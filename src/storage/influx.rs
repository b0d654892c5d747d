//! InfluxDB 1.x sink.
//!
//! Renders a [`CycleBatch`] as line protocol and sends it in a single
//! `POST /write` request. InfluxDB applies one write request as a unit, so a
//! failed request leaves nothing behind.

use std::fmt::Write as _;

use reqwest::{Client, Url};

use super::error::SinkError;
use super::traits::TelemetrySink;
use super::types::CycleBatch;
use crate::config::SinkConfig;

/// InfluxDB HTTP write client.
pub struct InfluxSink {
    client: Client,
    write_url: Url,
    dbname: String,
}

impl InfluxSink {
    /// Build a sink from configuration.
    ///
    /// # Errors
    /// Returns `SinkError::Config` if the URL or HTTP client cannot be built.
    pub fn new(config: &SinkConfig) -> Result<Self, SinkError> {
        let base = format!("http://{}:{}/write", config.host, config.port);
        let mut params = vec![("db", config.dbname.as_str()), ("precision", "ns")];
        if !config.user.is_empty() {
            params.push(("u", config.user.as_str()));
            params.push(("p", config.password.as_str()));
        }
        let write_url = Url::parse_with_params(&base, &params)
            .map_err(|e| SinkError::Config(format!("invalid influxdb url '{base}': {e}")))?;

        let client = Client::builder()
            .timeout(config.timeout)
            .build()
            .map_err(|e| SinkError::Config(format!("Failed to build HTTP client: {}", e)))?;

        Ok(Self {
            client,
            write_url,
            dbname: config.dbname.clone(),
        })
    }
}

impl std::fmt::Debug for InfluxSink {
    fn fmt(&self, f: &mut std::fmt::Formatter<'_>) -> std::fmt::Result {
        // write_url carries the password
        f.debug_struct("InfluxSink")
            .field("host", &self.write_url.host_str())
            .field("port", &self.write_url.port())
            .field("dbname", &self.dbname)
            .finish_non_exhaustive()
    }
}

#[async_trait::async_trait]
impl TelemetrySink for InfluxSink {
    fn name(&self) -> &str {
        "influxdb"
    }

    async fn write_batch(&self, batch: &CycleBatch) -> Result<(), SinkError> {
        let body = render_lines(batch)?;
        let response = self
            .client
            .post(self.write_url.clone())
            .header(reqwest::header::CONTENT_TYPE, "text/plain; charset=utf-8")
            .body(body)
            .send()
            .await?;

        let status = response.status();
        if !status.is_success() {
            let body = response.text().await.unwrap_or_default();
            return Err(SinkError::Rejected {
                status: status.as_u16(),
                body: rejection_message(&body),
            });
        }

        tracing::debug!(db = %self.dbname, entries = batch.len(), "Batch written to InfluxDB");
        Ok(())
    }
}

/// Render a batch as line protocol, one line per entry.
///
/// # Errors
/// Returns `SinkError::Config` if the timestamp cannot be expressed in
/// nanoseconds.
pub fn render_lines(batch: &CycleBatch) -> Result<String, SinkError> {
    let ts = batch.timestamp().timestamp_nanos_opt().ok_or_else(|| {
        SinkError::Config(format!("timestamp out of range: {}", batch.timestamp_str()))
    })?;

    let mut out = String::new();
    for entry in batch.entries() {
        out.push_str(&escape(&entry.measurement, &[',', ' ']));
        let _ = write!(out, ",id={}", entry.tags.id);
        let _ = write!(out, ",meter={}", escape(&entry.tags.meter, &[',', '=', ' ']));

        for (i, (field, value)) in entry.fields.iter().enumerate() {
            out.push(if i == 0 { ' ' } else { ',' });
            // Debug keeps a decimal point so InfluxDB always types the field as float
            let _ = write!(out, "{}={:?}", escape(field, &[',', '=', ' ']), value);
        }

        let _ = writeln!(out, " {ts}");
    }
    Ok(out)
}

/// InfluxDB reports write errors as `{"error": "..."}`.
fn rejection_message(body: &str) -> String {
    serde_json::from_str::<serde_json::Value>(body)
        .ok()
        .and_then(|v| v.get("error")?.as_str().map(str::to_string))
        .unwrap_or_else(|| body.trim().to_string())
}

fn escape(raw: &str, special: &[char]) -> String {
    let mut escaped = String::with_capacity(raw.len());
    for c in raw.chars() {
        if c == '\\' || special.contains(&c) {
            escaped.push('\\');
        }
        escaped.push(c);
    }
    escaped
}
* * *
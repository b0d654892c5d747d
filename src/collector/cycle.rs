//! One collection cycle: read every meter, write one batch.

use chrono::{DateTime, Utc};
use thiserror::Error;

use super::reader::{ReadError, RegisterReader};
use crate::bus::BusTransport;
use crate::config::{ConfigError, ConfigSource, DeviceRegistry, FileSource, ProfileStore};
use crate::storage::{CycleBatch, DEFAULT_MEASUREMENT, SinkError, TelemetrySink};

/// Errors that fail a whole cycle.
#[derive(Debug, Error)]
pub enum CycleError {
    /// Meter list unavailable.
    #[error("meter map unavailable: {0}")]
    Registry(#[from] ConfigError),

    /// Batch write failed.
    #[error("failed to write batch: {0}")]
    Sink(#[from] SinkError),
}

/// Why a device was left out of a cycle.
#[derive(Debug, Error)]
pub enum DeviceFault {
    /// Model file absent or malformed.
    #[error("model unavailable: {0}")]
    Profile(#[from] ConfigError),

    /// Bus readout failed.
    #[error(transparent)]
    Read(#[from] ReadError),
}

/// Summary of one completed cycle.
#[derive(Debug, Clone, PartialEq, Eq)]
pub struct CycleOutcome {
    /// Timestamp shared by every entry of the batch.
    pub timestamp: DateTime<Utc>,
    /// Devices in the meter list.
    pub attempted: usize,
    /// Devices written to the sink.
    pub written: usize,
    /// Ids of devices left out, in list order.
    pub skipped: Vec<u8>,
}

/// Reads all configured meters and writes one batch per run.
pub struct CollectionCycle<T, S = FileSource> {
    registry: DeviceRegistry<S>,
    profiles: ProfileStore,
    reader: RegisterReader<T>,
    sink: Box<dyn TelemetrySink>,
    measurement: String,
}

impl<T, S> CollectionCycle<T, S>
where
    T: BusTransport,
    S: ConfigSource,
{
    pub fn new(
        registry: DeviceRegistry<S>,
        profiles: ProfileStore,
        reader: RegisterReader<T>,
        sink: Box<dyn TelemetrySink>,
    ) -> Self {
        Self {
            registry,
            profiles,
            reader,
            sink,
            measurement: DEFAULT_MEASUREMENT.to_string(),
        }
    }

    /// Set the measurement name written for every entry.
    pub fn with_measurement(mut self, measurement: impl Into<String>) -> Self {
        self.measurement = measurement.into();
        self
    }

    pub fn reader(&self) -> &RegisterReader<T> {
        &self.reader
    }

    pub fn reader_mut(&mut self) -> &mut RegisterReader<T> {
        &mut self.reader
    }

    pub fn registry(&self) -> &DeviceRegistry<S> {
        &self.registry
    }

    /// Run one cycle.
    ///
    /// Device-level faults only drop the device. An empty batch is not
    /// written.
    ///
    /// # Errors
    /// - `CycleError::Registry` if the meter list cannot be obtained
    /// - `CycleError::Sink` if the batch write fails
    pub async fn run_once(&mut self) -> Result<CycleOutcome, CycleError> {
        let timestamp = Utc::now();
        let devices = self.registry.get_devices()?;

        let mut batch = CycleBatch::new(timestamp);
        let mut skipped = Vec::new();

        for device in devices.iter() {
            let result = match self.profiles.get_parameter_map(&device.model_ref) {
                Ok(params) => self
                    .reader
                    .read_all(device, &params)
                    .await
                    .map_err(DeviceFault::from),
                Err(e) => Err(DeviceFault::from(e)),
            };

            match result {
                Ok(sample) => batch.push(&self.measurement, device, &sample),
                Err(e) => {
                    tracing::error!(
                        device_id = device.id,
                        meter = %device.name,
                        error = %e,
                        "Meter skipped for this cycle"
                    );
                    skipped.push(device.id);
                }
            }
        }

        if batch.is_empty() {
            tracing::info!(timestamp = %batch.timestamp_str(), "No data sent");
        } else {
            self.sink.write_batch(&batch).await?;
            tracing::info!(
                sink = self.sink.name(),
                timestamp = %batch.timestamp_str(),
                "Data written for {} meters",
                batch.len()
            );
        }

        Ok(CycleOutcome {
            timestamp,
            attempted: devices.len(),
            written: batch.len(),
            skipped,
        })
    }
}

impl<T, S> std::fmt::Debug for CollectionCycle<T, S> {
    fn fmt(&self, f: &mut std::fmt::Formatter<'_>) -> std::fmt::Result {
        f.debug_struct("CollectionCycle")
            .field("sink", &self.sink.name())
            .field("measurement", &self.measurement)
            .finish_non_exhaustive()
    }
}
* * *
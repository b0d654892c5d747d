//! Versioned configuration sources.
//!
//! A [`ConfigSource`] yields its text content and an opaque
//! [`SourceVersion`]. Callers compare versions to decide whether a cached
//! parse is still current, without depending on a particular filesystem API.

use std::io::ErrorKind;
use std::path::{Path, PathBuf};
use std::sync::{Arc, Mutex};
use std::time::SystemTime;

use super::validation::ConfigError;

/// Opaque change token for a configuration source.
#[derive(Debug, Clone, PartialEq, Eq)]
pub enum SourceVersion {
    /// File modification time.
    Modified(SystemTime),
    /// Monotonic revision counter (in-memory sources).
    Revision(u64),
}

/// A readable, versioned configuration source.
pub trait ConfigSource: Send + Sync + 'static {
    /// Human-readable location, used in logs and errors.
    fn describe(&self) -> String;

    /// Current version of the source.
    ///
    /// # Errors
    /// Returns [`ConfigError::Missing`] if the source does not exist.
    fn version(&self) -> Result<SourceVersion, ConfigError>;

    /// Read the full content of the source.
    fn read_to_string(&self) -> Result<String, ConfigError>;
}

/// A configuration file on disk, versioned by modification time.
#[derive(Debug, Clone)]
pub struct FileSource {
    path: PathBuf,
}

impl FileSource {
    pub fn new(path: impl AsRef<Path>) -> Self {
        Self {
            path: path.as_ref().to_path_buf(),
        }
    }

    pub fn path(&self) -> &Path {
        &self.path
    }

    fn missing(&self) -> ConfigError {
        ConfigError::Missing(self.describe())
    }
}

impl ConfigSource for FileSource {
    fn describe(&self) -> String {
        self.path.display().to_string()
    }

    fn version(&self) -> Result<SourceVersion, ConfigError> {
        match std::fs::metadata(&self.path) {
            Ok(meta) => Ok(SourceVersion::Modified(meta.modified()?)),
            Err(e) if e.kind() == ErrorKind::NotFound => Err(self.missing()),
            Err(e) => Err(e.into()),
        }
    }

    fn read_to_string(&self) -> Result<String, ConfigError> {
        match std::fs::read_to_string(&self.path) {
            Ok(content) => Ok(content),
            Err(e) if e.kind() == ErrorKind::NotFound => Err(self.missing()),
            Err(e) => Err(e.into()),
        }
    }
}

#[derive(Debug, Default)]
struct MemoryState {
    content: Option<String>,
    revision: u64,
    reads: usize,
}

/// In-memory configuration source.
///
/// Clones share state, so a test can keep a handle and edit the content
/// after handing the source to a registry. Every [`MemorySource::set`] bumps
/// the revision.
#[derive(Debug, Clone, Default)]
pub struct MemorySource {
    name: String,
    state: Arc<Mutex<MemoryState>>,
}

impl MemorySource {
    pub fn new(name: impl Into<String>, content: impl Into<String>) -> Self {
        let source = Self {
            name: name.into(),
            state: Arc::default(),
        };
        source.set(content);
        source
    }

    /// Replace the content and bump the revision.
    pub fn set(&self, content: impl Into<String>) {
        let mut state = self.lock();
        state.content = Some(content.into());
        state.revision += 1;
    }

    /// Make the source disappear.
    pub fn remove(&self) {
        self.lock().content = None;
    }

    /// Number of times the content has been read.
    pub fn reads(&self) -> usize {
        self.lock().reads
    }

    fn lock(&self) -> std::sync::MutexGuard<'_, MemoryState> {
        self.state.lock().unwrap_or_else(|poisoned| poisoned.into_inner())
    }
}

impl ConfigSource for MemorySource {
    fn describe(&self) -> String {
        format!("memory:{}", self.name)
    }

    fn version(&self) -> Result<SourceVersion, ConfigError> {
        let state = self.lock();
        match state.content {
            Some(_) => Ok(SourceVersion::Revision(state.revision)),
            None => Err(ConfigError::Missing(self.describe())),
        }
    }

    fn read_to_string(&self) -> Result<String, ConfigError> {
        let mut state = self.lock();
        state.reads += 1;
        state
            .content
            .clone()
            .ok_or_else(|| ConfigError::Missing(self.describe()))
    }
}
* * *
■ **Task instructions**
When a line above includes the word "text", please list that line.

■ **Task answer**
            .header(reqwest::header::CONTENT_TYPE, "text/plain; charset=utf-8")
            let body = response.text().await.unwrap_or_default();
//! A [`ConfigSource`] yields its text content and an opaque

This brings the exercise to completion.